- Goal of the exercise
Below are the records. Restate word for word every line from the one that contains "for input in" through the final line, both included.

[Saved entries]

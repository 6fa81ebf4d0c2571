//! Exact frame rate arithmetic.
//!
//! Frame deadlines are compared in integer nanoseconds scaled by the rate's
//! numerator, so no rounding error builds up no matter how many frames are
//! played.

use std::fmt;
use std::str::FromStr;
use std::time::Duration;

use num_rational::Ratio;

use crate::error::PvError;

const NANOS_PER_SEC: u128 = 1_000_000_000;

/// Frames per second as an exact, strictly positive fraction.
#[derive(Debug, Clone, Copy, PartialEq, Eq, Hash)]
pub struct FrameRate(Ratio<u64>);

impl FrameRate {
    /// Create a frame rate of `numer / denom` frames per second.
    ///
    /// # Panics
    /// Panics if either part is zero. Use [`FrameRate::try_new`] for
    /// untrusted input.
    pub fn new(numer: u64, denom: u64) -> Self {
        match Self::try_new(numer, denom) {
            Ok(rate) => rate,
            Err(e) => panic!("{}", e),
        }
    }

    /// Create a frame rate, rejecting zero numerators and denominators.
    pub fn try_new(numer: u64, denom: u64) -> Result<Self, PvError> {
        if numer == 0 || denom == 0 {
            return Err(PvError::InvalidFrameRate(format!("{}/{}", numer, denom)));
        }
        Ok(Self(Ratio::new(numer, denom)))
    }

    /// Whole frames per second.
    pub fn per_second(fps: u64) -> Self {
        Self::new(fps, 1)
    }

    /// Reduced numerator.
    #[inline]
    pub fn numer(&self) -> u64 {
        *self.0.numer()
    }

    /// Reduced denominator.
    #[inline]
    pub fn denom(&self) -> u64 {
        *self.0.denom()
    }

    /// The exact rate as a ratio.
    #[inline]
    pub fn as_ratio(&self) -> Ratio<u64> {
        self.0
    }

    /// Exact seconds per frame (the reciprocal of the rate).
    pub fn seconds_per_frame(&self) -> Ratio<u64> {
        self.0.recip()
    }

    /// Whether `elapsed` has reached the deadline of frame `index`,
    /// i.e. `elapsed >= index / rate`.
    pub fn is_due(&self, elapsed: Duration, index: u64) -> bool {
        elapsed.as_nanos() * self.numer() as u128
            >= index as u128 * self.denom() as u128 * NANOS_PER_SEC
    }

    /// Offset of frame `index`'s deadline from the start, rounded up to the
    /// next nanosecond. Saturates at `u64::MAX` nanoseconds.
    pub fn offset(&self, index: u64) -> Duration {
        let scaled = index as u128 * self.denom() as u128 * NANOS_PER_SEC;
        let numer = self.numer() as u128;
        let nanos = (scaled + numer - 1) / numer;
        Duration::from_nanos(u64::try_from(nanos).unwrap_or(u64::MAX))
    }

    /// Approximate rate for display and logging only.
    pub fn as_f64(&self) -> f64 {
        self.numer() as f64 / self.denom() as f64
    }
}

impl fmt::Display for FrameRate {
    /// Formats like `17/3`, or `6` for whole rates.
    fn fmt(&self, f: &mut fmt::Formatter<'_>) -> fmt::Result {
        write!(f, "{}", self.0)
    }
}

impl FromStr for FrameRate {
    type Err = PvError;

    /// Parse `"N"`, `"N/D"` or a decimal such as `"29.97"`.
    ///
    /// Decimals are converted exactly (`29.97` is `2997/100`).
    fn from_str(s: &str) -> Result<Self, Self::Err> {
        let s = s.trim();
        let invalid = || PvError::InvalidFrameRate(s.to_string());

        let ratio = if let Some((int_part, frac_part)) = s.split_once('.') {
            if frac_part.contains('/') {
                return Err(invalid());
            }
            parse_decimal(int_part, frac_part).ok_or_else(invalid)?
        } else {
            Ratio::<u64>::from_str(s).map_err(|_| invalid())?
        };

        if ratio == Ratio::from_integer(0) {
            return Err(invalid());
        }
        Ok(Self(ratio))
    }
}

/// Exact value of `int_part.frac_part`, or `None` if either part is not a
/// run of ASCII digits (one side may be empty, not both).
fn parse_decimal(int_part: &str, frac_part: &str) -> Option<Ratio<u64>> {
    let all_digits = |s: &str| s.bytes().all(|b| b.is_ascii_digit());
    if (int_part.is_empty() && frac_part.is_empty())
        || !all_digits(int_part)
        || !all_digits(frac_part)
    {
        return None;
    }

    let scale = 10u64.checked_pow(u32::try_from(frac_part.len()).ok()?)?;
    let int_value: u64 = if int_part.is_empty() { 0 } else { int_part.parse().ok()? };
    let frac_value: u64 = if frac_part.is_empty() { 0 } else { frac_part.parse().ok()? };
    let numer = int_value.checked_mul(scale)?.checked_add(frac_value)?;
    Some(Ratio::new(numer, scale))
}

#[cfg(test)]
mod tests {
    use super::*;

    #[test]
    fn new_reduces_fraction() {
        let rate = FrameRate::new(34, 6);
        assert_eq!(rate.numer(), 17);
        assert_eq!(rate.denom(), 3);
    }

    #[test]
    fn try_new_rejects_zero_parts() {
        assert!(FrameRate::try_new(0, 1).is_err());
        assert!(FrameRate::try_new(1, 0).is_err());
    }

    #[test]
    #[should_panic]
    fn new_panics_on_zero() {
        let _ = FrameRate::new(0, 3);
    }

    #[test]
    fn display_matches_fraction_notation() {
        assert_eq!(FrameRate::new(17, 3).to_string(), "17/3");
        assert_eq!(FrameRate::new(6, 1).to_string(), "6");
        assert_eq!(FrameRate::new(1507, 300).to_string(), "1507/300");
    }

    #[test]
    fn parse_integer_and_fraction() {
        assert_eq!("60".parse::<FrameRate>().unwrap(), FrameRate::per_second(60));
        assert_eq!("30/1".parse::<FrameRate>().unwrap(), FrameRate::per_second(30));
        assert_eq!("17/3".parse::<FrameRate>().unwrap(), FrameRate::new(17, 3));
        assert_eq!(" 8/2 ".parse::<FrameRate>().unwrap(), FrameRate::per_second(4));
    }

    #[test]
    fn parse_decimal_is_exact() {
        assert_eq!("29.97".parse::<FrameRate>().unwrap(), FrameRate::new(2997, 100));
        assert_eq!("0.5".parse::<FrameRate>().unwrap(), FrameRate::new(1, 2));
        assert_eq!(".25".parse::<FrameRate>().unwrap(), FrameRate::new(1, 4));
        assert_eq!("12.".parse::<FrameRate>().unwrap(), FrameRate::per_second(12));
    }

    #[test]
    fn parse_rejects_invalid_rates() {
        for input in ["", "0", "0/5", "5/0", "abc", "-3", "1.2.3", ".", "1.5/2", "1e3"] {
            assert!(input.parse::<FrameRate>().is_err(), "accepted {:?}", input);
        }
    }

    #[test]
    fn seconds_per_frame_is_reciprocal() {
        let spf = FrameRate::new(17, 3).seconds_per_frame();
        assert_eq!(*spf.numer(), 3);
        assert_eq!(*spf.denom(), 17);
    }

    #[test]
    fn is_due_is_exact_at_the_boundary() {
        // 3 fps: frame 1 is due at exactly 333_333_333.33.. ns
        let rate = FrameRate::per_second(3);
        assert!(!rate.is_due(Duration::from_nanos(333_333_333), 1));
        assert!(rate.is_due(Duration::from_nanos(333_333_334), 1));
        // frame 3 is due at exactly one second
        assert!(!rate.is_due(Duration::from_nanos(999_999_999), 3));
        assert!(rate.is_due(Duration::from_secs(1), 3));
    }

    #[test]
    fn offset_rounds_up_and_does_not_drift() {
        let rate = FrameRate::new(17, 3);
        // 17 frames at 17/3 fps take exactly three seconds
        assert_eq!(rate.offset(17), Duration::from_secs(3));
        assert_eq!(rate.offset(17 * 1000), Duration::from_secs(3000));
        assert!(rate.is_due(rate.offset(5), 5));
        assert!(!rate.is_due(rate.offset(5) - Duration::from_nanos(1), 5));
    }

    #[test]
    fn offset_of_frame_zero_is_zero() {
        assert_eq!(FrameRate::new(1507, 300).offset(0), Duration::ZERO);
    }
}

- Exercise answer
        for input in ["", "0", "0/5", "5/0", "abc", "-3", "1.2.3", ".", "1.5/2", "1e3"] {
            assert!(input.parse::<FrameRate>().is_err(), "accepted {:?}", input);
        }
    }

    #[test]
    fn seconds_per_frame_is_reciprocal() {
        let spf = FrameRate::new(17, 3).seconds_per_frame();
        assert_eq!(*spf.numer(), 3);
        assert_eq!(*spf.denom(), 17);
    }

    #[test]
    fn is_due_is_exact_at_the_boundary() {
        // 3 fps: frame 1 is due at exactly 333_333_333.33.. ns
        let rate = FrameRate::per_second(3);
        assert!(!rate.is_due(Duration::from_nanos(333_333_333), 1));
        assert!(rate.is_due(Duration::from_nanos(333_333_334), 1));
        // frame 3 is due at exactly one second
        assert!(!rate.is_due(Duration::from_nanos(999_999_999), 3));
        assert!(rate.is_due(Duration::from_secs(1), 3));
    }

    #[test]
    fn offset_rounds_up_and_does_not_drift() {
        let rate = FrameRate::new(17, 3);
        // 17 frames at 17/3 fps take exactly three seconds
        assert_eq!(rate.offset(17), Duration::from_secs(3));
        assert_eq!(rate.offset(17 * 1000), Duration::from_secs(3000));
        assert!(rate.is_due(rate.offset(5), 5));
        assert!(!rate.is_due(rate.offset(5) - Duration::from_nanos(1), 5));
    }

    #[test]
    fn offset_of_frame_zero_is_zero() {
        assert_eq!(FrameRate::new(1507, 300).offset(0), Duration::ZERO);
    }
}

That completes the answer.